REQUIREMENT: Only lines that contain the word "native" belong in the answer; copy them from the records below.

Stored data entries:
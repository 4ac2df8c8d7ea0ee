//! Value draw translator
//!
//! Turns a host draw request into a solver variable whose domain is exactly the
//! set of values a native draw could return. The domain itself lives in the
//! [`Constraints`](crate::choice::Constraints) handed to the engine, so integer
//! ranges, choice indices, string alphabets and sizes, byte sizes, boolean
//! probabilities and the sign-aware float bounds are all enforced by the same
//! `choice_permitted` predicate the native providers satisfy.
//!
//! Each non-forced draw adds one single-outcome edge to the path, keyed on the
//! draw's signature. Forced draws return their value and leave the tree alone.

use crate::choice::ChoiceType;
use crate::data::{Abort, DrawRequest};
use crate::datatree::DecisionSignature;
use crate::session::ExecutionState;
use crate::solver::{Pred, Term};

/// Name prefix of the solver variable for each draw kind.
pub fn name_prefix(kind: ChoiceType) -> &'static str {
    match kind {
        ChoiceType::Integer => "int",
        ChoiceType::Boolean => "bool",
        ChoiceType::Float => "float",
        ChoiceType::String => "str",
        ChoiceType::Bytes => "bytes",
        ChoiceType::Choice => "choice",
    }
}

/// Service one draw on the active path. Returns the term standing for the drawn
/// value: a fresh variable, or a constant for forced draws.
pub(crate) fn translate(state: &mut ExecutionState, request: DrawRequest) -> Result<Term, Abort> {
    match translate_inner(state, request) {
        Ok(term) => Ok(term),
        Err(abort) => Err(state.note(abort)),
    }
}

fn translate_inner(state: &mut ExecutionState, request: DrawRequest) -> Result<Term, Abort> {
    if let Err(err) = request.validate() {
        return Err(Abort::Unsatisfiable(err.to_string()));
    }

    if let Some(value) = request.forced.clone() {
        let term = Term::Const(value);
        state.record_draw(request, term.clone())?;
        return Ok(term);
    }

    state.decide(DecisionSignature::Draw(request.signature()), |_| Ok(vec![Pred::Const(true)]))?;
    let name = state.fresh_name(name_prefix(request.kind))?;
    let var = state.declare(&name, &request)?;
    state.extend_model(var)?;
    log::trace!("drew {} as {}", request.kind, name);

    let term = Term::Var(var);
    state.record_draw(request, term.clone())?;
    Ok(term)
}

#[cfg(test)]
mod tests {
    use super::*;
    use crate::choice::{
        choice_permitted, BooleanConstraints, ChoiceValue, Constraints, FloatConstraints, IntegerConstraints,
    };
    use crate::session::{ExecutionSession, PathLimits};
    use crate::solver::EnumerativeEngine;
    use std::cell::RefCell;
    use std::rc::Rc;
    use std::time::Duration;

    fn state() -> Rc<RefCell<ExecutionState>> {
        let limits = PathLimits {
            per_path_timeout: Duration::from_secs(5),
            model_check_timeout: Duration::from_secs(5),
            max_path_depth: 64,
        };
        Rc::new(RefCell::new(ExecutionState::new(Box::new(EnumerativeEngine::new()), limits, 3)))
    }

    #[test]
    fn test_concretized_draws_satisfy_their_constraints() {
        let shared = state();
        let session = ExecutionSession::start(&shared).unwrap();
        let domains = vec![
            Constraints::Integer(IntegerConstraints::new(Some(-5), Some(-2), Some(0))),
            Constraints::Float(FloatConstraints::bounded(0.0, 1.0)),
            Constraints::Float(FloatConstraints::bounded(-1.0, -0.0)),
            Constraints::Boolean(BooleanConstraints::with_probability(1.0)),
        ];
        for constraints in &domains {
            translate(&mut shared.borrow_mut(), DrawRequest::new(constraints.clone())).unwrap();
        }
        let record = session.finish().unwrap();
        let values = record.realized_draws().unwrap();
        for (value, constraints) in values.iter().zip(&domains) {
            assert!(choice_permitted(value, constraints), "{} violates {:?}", value, constraints);
        }
        assert_eq!(values[0], ChoiceValue::Integer(-2));
        assert_eq!(values[3], ChoiceValue::Boolean(true));
    }

    #[test]
    fn test_forced_draw_adds_no_edge() {
        let shared = state();
        let _session = ExecutionSession::start(&shared).unwrap();
        let before = shared.borrow().tree.len();
        let request = DrawRequest::forced(
            Constraints::Boolean(BooleanConstraints::new()),
            ChoiceValue::Boolean(false),
        );
        let term = translate(&mut shared.borrow_mut(), request).unwrap();
        assert_eq!(term, Term::Const(ChoiceValue::Boolean(false)));
        assert_eq!(shared.borrow().tree.len(), before);
        assert_eq!(shared.borrow().draw_count(), 1);
    }

    #[test]
    fn test_empty_domain_is_unsatisfiable() {
        let shared = state();
        let _session = ExecutionSession::start(&shared).unwrap();
        let request = DrawRequest::new(Constraints::Integer(IntegerConstraints::bounded(3, 1)));
        let err = translate(&mut shared.borrow_mut(), request).unwrap_err();
        assert!(matches!(err, Abort::Unsatisfiable(_)));
    }

    #[test]
    fn test_name_prefixes() {
        assert_eq!(name_prefix(ChoiceType::Integer), "int");
        assert_eq!(name_prefix(ChoiceType::Choice), "choice");
    }
}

ANSWER BELOW:
//! set of values a native draw could return. The domain itself lives in the
//! `choice_permitted` predicate the native providers satisfy.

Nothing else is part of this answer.